Work instructions:
Reproduce, exactly and in full, only the lines below from the one containing "prev_node.next = node.next;" through the one containing "self.len -= 1;".

Provided data:
#![forbid(unsafe_code)]

//! Insertion-ordered listener storage with O(1) removal.
//!
//! Nodes live in a slot arena and are threaded into a doubly linked list.
//! A [`ListenerKey`] pairs a slot index with the subscription id that
//! occupied it, so a stale key never removes a newer node that reused the
//! slot.
//!
//! ```text
//!  head                                   tail
//!   │                                      │
//!   ▼                                      ▼
//! [slot 2] ⇄ [slot 0] ⇄ [slot 3] ⇄ ... ⇄ [slot 1]     free: [4, 5]
//! ```
//!
//! # Invariants
//!
//! 1. Iteration yields entries in insertion order.
//! 2. Removing an entry never reorders the remaining ones.
//! 3. `len` equals the number of occupied slots reachable from `head`.

use crate::error::SubscriptionId;

/// Handle identifying one entry in a [`ListenerList`].
#[derive(Debug, Clone, Copy, PartialEq, Eq)]
pub(crate) struct ListenerKey {
    slot: usize,
    id: SubscriptionId,
}

impl ListenerKey {
    pub(crate) fn id(self) -> SubscriptionId {
        self.id
    }
}

struct Node<C> {
    id: SubscriptionId,
    callback: C,
    prev: Option<usize>,
    next: Option<usize>,
}

pub(crate) struct ListenerList<C> {
    slots: Vec<Option<Node<C>>>,
    free: Vec<usize>,
    head: Option<usize>,
    tail: Option<usize>,
    len: usize,
    next_id: u64,
}

impl<C> Default for ListenerList<C> {
    fn default() -> Self {
        Self {
            slots: Vec::new(),
            free: Vec::new(),
            head: None,
            tail: None,
            len: 0,
            next_id: 0,
        }
    }
}

impl<C> ListenerList<C> {
    pub(crate) fn new() -> Self {
        Self::default()
    }

    pub(crate) fn len(&self) -> usize {
        self.len
    }

    pub(crate) fn is_empty(&self) -> bool {
        self.len == 0
    }

    /// Append a callback at the end of the order.
    pub(crate) fn push_back(&mut self, callback: C) -> ListenerKey {
        let id = SubscriptionId(self.next_id);
        self.next_id += 1;

        let node = Node {
            id,
            callback,
            prev: self.tail,
            next: None,
        };
        let slot = match self.free.pop() {
            Some(slot) => {
                self.slots[slot] = Some(node);
                slot
            }
            None => {
                self.slots.push(Some(node));
                self.slots.len() - 1
            }
        };

        match self.tail {
            Some(tail) => {
                if let Some(tail_node) = self.slots[tail].as_mut() {
                    tail_node.next = Some(slot);
                }
            }
            None => self.head = Some(slot),
        }
        self.tail = Some(slot);
        self.len += 1;

        ListenerKey { slot, id }
    }

    /// Whether `key` still refers to a live entry.
    pub(crate) fn contains(&self, key: ListenerKey) -> bool {
        matches!(self.slots.get(key.slot), Some(Some(node)) if node.id == key.id)
    }

    /// Unlink and return the entry for `key`. Stale keys return `None`.
    pub(crate) fn remove(&mut self, key: ListenerKey) -> Option<C> {
        if !self.contains(key) {
            return None;
        }
        let node = self.slots[key.slot].take()?;

        match node.prev {
            Some(prev) => {
                if let Some(prev_node) = self.slots[prev].as_mut() {
                    prev_node.next = node.next;
                }
            }
            None => self.head = node.next,
        }
        match node.next {
            Some(next) => {
                if let Some(next_node) = self.slots[next].as_mut() {
                    next_node.prev = node.prev;
                }
            }
            None => self.tail = node.prev,
        }

        self.free.push(key.slot);
        self.len -= 1;
        Some(node.callback)
    }

    /// Iterate `(key, callback)` in insertion order.
    pub(crate) fn iter(&self) -> Iter<'_, C> {
        Iter {
            list: self,
            cursor: self.head,
        }
    }
}

pub(crate) struct Iter<'a, C> {
    list: &'a ListenerList<C>,
    cursor: Option<usize>,
}

impl<'a, C> Iterator for Iter<'a, C> {
    type Item = (ListenerKey, &'a C);

    fn next(&mut self) -> Option<Self::Item> {
        let slot = self.cursor?;
        let node = self.list.slots[slot].as_ref()?;
        self.cursor = node.next;
        Some((ListenerKey { slot, id: node.id }, &node.callback))
    }
}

Solution below:
                    prev_node.next = node.next;
                }
            }
            None => self.head = node.next,
        }
        match node.next {
            Some(next) => {
                if let Some(next_node) = self.slots[next].as_mut() {
                    next_node.prev = node.prev;
                }
            }
            None => self.tail = node.prev,
        }

        self.free.push(key.slot);
        self.len -= 1;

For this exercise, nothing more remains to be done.